C'est ce que je cherchais, jouant et démontre mes compétences. Contre Bologne, ce sera un bon jeu, maintenant c'est Comme le Real Madrid, mais nous voulons gagner parce que nous ne l'avons pas fait depuis longtemps. Par la suite, Mati a parlé de son atterrissage à la Juventus: Il y avait d'autres équipes telles que l'Atletico Madrid, Barcelone, le Bayern Munich et Benfica.

J'ai choisi de la Juve pour l'histoire, puis il y avait Cristiano Ronaldo. . . Un choix facile. Mon idole d'enfance est Kun Aguero . Soulé, qui, à la fin de la saison en cours . Je suis très anxieux, mais il y a d'abord ces huit matchs. Je veux jouer.

À la Juventus, je n'ai pas eu beaucoup de chances de jouer et j'ai accepté cette solution.
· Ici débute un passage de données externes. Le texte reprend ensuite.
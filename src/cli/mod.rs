//! CLI command definitions for traffic-agent-config
//!
//! This module defines the CLI structure using clap's derive macros and the
//! handlers behind each subcommand. Handlers return the text to print so
//! `main` owns all output.

use crate::config::{ConfigPaths, ConfigResolver, EnvSource, ProcessEnv};
use crate::dashboard::DashboardSettings;
use crate::identity::{DEFAULT_ID_LENGTH, hash_intersection_name};
use anyhow::{Context, Result, anyhow};
use clap::{Args, Parser, Subcommand};
use serde_json::Value;
use std::path::PathBuf;

/// Traffic intersection agent configuration tools
#[derive(Parser, Debug)]
#[command(author, version, about, long_about = None)]
pub struct Cli {
    /// Directory holding traffic_agent.json and deployment_instance.json
    /// (overrides TRAFFIC_AGENT_CONFIG_DIR)
    #[arg(short, long, global = true)]
    pub config_dir: Option<PathBuf>,

    /// Enable verbose logging
    #[arg(short, long, global = true)]
    pub verbose: bool,

    /// Logging output: 0/off, 1/stdout, 2/stderr (default), or filename
    #[arg(short, long, default_value = "2", global = true)]
    pub log: String,

    #[command(subcommand)]
    pub command: Command,
}

/// Available subcommands
#[derive(Subcommand, Debug)]
pub enum Command {
    /// Print the resolved agent configuration as JSON
    Show(ShowArgs),

    /// Print the intersection identifier
    Identity(IdentityArgs),

    /// Apply a dotted-path update to the resolved configuration and print it
    Set(SetArgs),

    /// Print the dashboard settings
    Dashboard(DashboardArgs),
}

/// Arguments for the show subcommand
#[derive(Args, Debug)]
pub struct ShowArgs {
    /// Only print one top-level section (e.g. mqtt, vlm)
    #[arg(short, long)]
    pub section: Option<String>,
}

/// Arguments for the identity subcommand
#[derive(Args, Debug)]
pub struct IdentityArgs {
    /// Hash this name instead of the resolved intersection name
    #[arg(short, long)]
    pub name: Option<String>,

    /// Number of hex characters to keep
    #[arg(long, default_value_t = DEFAULT_ID_LENGTH)]
    pub length: usize,
}

/// Arguments for the set subcommand
#[derive(Args, Debug)]
pub struct SetArgs {
    /// Dot-delimited key path, e.g. vlm.temperature
    pub key: String,

    /// New value; parsed as JSON, otherwise taken as a string
    pub value: String,
}

/// Arguments for the dashboard subcommand
#[derive(Args, Debug)]
pub struct DashboardArgs {
    /// Print the settings as a JSON object instead of the banner
    #[arg(long)]
    pub json: bool,
}

impl Cli {
    pub fn config_paths(&self) -> ConfigPaths {
        match &self.config_dir {
            Some(dir) => ConfigPaths::with_dir(dir),
            None => ConfigPaths::discover(),
        }
    }
}

/// Execute a parsed command against the process environment.
pub fn execute(cli: &Cli) -> Result<String> {
    execute_with(cli, cli.config_paths(), &ProcessEnv)
}

pub fn execute_with(cli: &Cli, paths: ConfigPaths, env: &impl EnvSource) -> Result<String> {
    match &cli.command {
        Command::Show(args) => {
            let resolver = ConfigResolver::load_with(paths, env)?;
            show(&resolver, args)
        }
        Command::Identity(args) => match &args.name {
            Some(name) => Ok(hash_intersection_name(name, args.length)),
            None => {
                let resolver = ConfigResolver::load_with(paths, env)?;
                Ok(hash_intersection_name(resolver.intersection_name(), args.length))
            }
        },
        Command::Set(args) => {
            let mut resolver = ConfigResolver::load_with(paths, env)?;
            resolver.update_config(&args.key, parse_value_arg(&args.value))?;
            Ok(serde_json::to_string_pretty(resolver.tree())?)
        }
        Command::Dashboard(args) => {
            let settings = DashboardSettings::from_env(env)?;
            if args.json {
                Ok(serde_json::to_string_pretty(&settings)?)
            } else {
                Ok(settings.render_banner().trim_end().to_string())
            }
        }
    }
}

fn show(resolver: &ConfigResolver, args: &ShowArgs) -> Result<String> {
    match &args.section {
        None => Ok(serde_json::to_string_pretty(resolver.tree())?),
        Some(name) => {
            let section = resolver
                .tree()
                .get(name)
                .ok_or_else(|| anyhow!("No section '{}' in resolved configuration", name))?;
            serde_json::to_string_pretty(section)
                .with_context(|| format!("Failed to render section '{}'", name))
        }
    }
}

/// Interpret a command-line value: valid JSON keeps its type, anything
/// else becomes a string.
pub fn parse_value_arg(raw: &str) -> Value {
    serde_json::from_str(raw).unwrap_or_else(|_| Value::String(raw.to_string()))
}
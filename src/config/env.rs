//! Environment variable overrides.
//!
//! Each override maps one variable onto a `section.key` leaf with a coercion
//! rule. Unset and empty variables leave the earlier layer untouched.

use crate::error::{ConfigError, Result};
use serde_json::{Map, Number, Value};
use std::collections::HashMap;
use std::env::VarError;
use std::ffi::OsString;

/// Source of environment variables.
///
/// Implemented for the process environment and for plain maps so callers
/// can resolve configuration against an injected environment.
pub trait EnvSource {
    /// Value of `key`, `None` when unset. A value that is not valid UTF-8
    /// is an [`ConfigError::InvalidValue`], never treated as unset.
    fn var(&self, key: &str) -> Result<Option<String>>;

    /// Value of `key`, treating an empty string as unset.
    fn non_empty(&self, key: &str) -> Result<Option<String>> {
        Ok(self.var(key)?.filter(|v| !v.is_empty()))
    }

    /// Raw OS value of `key`, for settings such as paths that need not be UTF-8.
    fn var_os(&self, key: &str) -> Option<OsString> {
        self.var(key).ok().flatten().map(OsString::from)
    }
}

/// The real process environment.
#[derive(Debug, Clone, Copy, Default)]
pub struct ProcessEnv;

impl EnvSource for ProcessEnv {
    fn var(&self, key: &str) -> Result<Option<String>> {
        match std::env::var(key) {
            Ok(value) => Ok(Some(value)),
            Err(VarError::NotPresent) => Ok(None),
            Err(VarError::NotUnicode(raw)) => Err(ConfigError::invalid_value(
                key,
                raw.to_string_lossy(),
                "not valid UTF-8",
            )),
        }
    }

    fn var_os(&self, key: &str) -> Option<OsString> {
        std::env::var_os(key)
    }
}

impl EnvSource for HashMap<String, String> {
    fn var(&self, key: &str) -> Result<Option<String>> {
        Ok(self.get(key).cloned())
    }
}

impl<E: EnvSource + ?Sized> EnvSource for &E {
    fn var(&self, key: &str) -> Result<Option<String>> {
        (**self).var(key)
    }

    fn var_os(&self, key: &str) -> Option<OsString> {
        (**self).var_os(key)
    }
}

/// How a raw environment string becomes a tree value.
#[derive(Debug, Clone, Copy, PartialEq, Eq)]
pub enum Coercion {
    /// Stored verbatim.
    String,
    /// Finite float; surrounding whitespace is ignored.
    Float,
    /// Signed integer; surrounding whitespace is ignored.
    Integer,
    /// True iff the lower-cased value is `true`, `1` or `yes`.
    Bool,
}

impl Coercion {
    /// Convert `raw` (read from `var`) into a JSON value.
    pub fn apply(self, var: &str, raw: &str) -> Result<Value> {
        match self {
            Coercion::String => Ok(Value::String(raw.to_string())),
            Coercion::Float => {
                let f = parse_float(var, raw)?;
                Number::from_f64(f)
                    .map(Value::Number)
                    .ok_or_else(|| ConfigError::invalid_value(var, raw, "not a finite number"))
            }
            Coercion::Integer => parse_int(var, raw).map(Value::from),
            Coercion::Bool => Ok(Value::Bool(parse_flag(raw))),
        }
    }
}

/// One environment override: `var` writes `section.key`.
#[derive(Debug, Clone, Copy)]
pub struct EnvOverride {
    /// Environment variable name
    pub var: &'static str,
    /// Top-level section, created if absent
    pub section: &'static str,
    /// Leaf key inside `section`
    pub key: &'static str,
    pub coercion: Coercion,
}

const fn ov(var: &'static str, section: &'static str, key: &'static str, coercion: Coercion) -> EnvOverride {
    EnvOverride {
        var,
        section,
        key,
        coercion,
    }
}

/// Overrides for the intersection identity, applied right after the
/// deployment file is merged.
pub const INTERSECTION_OVERRIDES: &[EnvOverride] = &[
    ov("INTERSECTION_NAME", "intersection", "name", Coercion::String),
    ov("INTERSECTION_LATITUDE", "intersection", "latitude", Coercion::Float),
    ov("INTERSECTION_LONGITUDE", "intersection", "longitude", Coercion::Float),
];

/// Overrides for the service domains, applied last.
pub const SERVICE_OVERRIDES: &[EnvOverride] = &[
    ov("MQTT_HOST", "mqtt", "host", Coercion::String),
    ov("MQTT_PORT", "mqtt", "port", Coercion::Integer),
    ov("WEATHER_MOCK", "weather", "use_mock", Coercion::Bool),
    ov("ENABLE_FIRE_MARKERS", "weather", "enable_fire_markers", Coercion::Bool),
    ov("ENABLE_STORM_MARKERS", "weather", "enable_storm_markers", Coercion::Bool),
    ov("ENABLE_FLOOD_MARKERS", "weather", "enable_flood_markers", Coercion::Bool),
    ov("VLM_BASE_URL", "vlm", "base_url", Coercion::String),
    ov("VLM_MODEL_NAME", "vlm", "model", Coercion::String),
    ov("VLM_TIMEOUT_SECONDS", "vlm", "timeout_seconds", Coercion::Integer),
    ov("VLM_MAX_COMPLETION_TOKENS", "vlm", "max_completion_tokens", Coercion::Integer),
    ov("VLM_TEMPERATURE", "vlm", "temperature", Coercion::Float),
    ov("VLM_TOP_P", "vlm", "top_p", Coercion::Float),
    ov("HIGH_DENSITY_THRESHOLD", "traffic", "high_density_threshold", Coercion::Float),
    ov("TRAFFIC_BUFFER_DURATION", "traffic", "analysis_window_seconds", Coercion::Integer),
];

/// Apply every override in `overrides` whose variable is set.
///
/// Sections are created on first use. The first coercion failure aborts;
/// values already written by earlier overrides in the same call remain, so
/// callers must discard the tree on error.
pub fn apply_overrides(
    tree: &mut Map<String, Value>,
    overrides: &[EnvOverride],
    env: &impl EnvSource,
) -> Result<()> {
    for o in overrides {
        let Some(raw) = env.non_empty(o.var)? else {
            continue;
        };
        let value = o.coercion.apply(o.var, &raw)?;
        let section = section_mut(tree, o.section)?;
        tracing::debug!(var = o.var, key = %format!("{}.{}", o.section, o.key), "Applied environment override");
        section.insert(o.key.to_string(), value);
    }
    Ok(())
}

/// Mutable access to a top-level section, creating it when absent.
pub(crate) fn section_mut<'a>(
    tree: &'a mut Map<String, Value>,
    section: &str,
) -> Result<&'a mut Map<String, Value>> {
    match tree
        .entry(section.to_string())
        .or_insert_with(|| Value::Object(Map::new()))
    {
        Value::Object(map) => Ok(map),
        _ => Err(ConfigError::NotAMapping {
            path: section.to_string(),
        }),
    }
}

pub(crate) fn parse_float(key: &str, raw: &str) -> Result<f64> {
    raw.trim()
        .parse::<f64>()
        .map_err(|e| ConfigError::invalid_value(key, raw, e))
}

pub(crate) fn parse_int(key: &str, raw: &str) -> Result<i64> {
    raw.trim()
        .parse::<i64>()
        .map_err(|e| ConfigError::invalid_value(key, raw, e))
}

pub(crate) fn parse_flag(raw: &str) -> bool {
    matches!(raw.to_lowercase().as_str(), "true" | "1" | "yes")
}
Puis une blague sur sa relation avec Allegri: Il m'a forcé à se couper les cheveux. . . J'y ai toujours pensé quand j'étais enfant, et aussi pour gagner une Ligue des champions .

Le talent de 2003 a ensuite parlé de son expérience avec Cristiano Ronaldo: J'ai été surpris par la quantité de Cristiano Ronaldo était une bonne personne. Je ne le connaissais pas, mais j'ai écouté ce qui a été dit de lui. C'est un génie. Je me souviens qu'un jour nous sommes allés déjeuner et nous nous sommes assis à côté de moi, je ne lui avais jamais parlé.

J'ai été surpris parce que je ne m'y attendais pas du tout. Il m'a parlé de tout: des machines qu'il avait, de la façon dont Madrid était. . . Enfin, lors de la visite de Luciano Spalletti à Frosinone pour le rencontrer avant de décider de jouer avec l'Argentine: Spalletti est venu ici à Frosinone.

Tout d'abord, mon entraîneur m'a dit: «Spalletti vous appellera. Il veut vous appeler pour le prochain appel et vous le dire en personne. Et en personne, je lui ai dit que je le remercierais. Il m'a dit «y réfléchir, car maintenant il y a l'Europe, je vous prendrai en considération. J'ai également un contrat jusqu'à la Coupe du monde 2026. J'étais un garçon et, parlant avec lui en personne, ce n'était pas facile. Puis il a dit quelque chose comme: «Je vous félicite parce que vous m'avez dit non en face». C'était un peu surpris.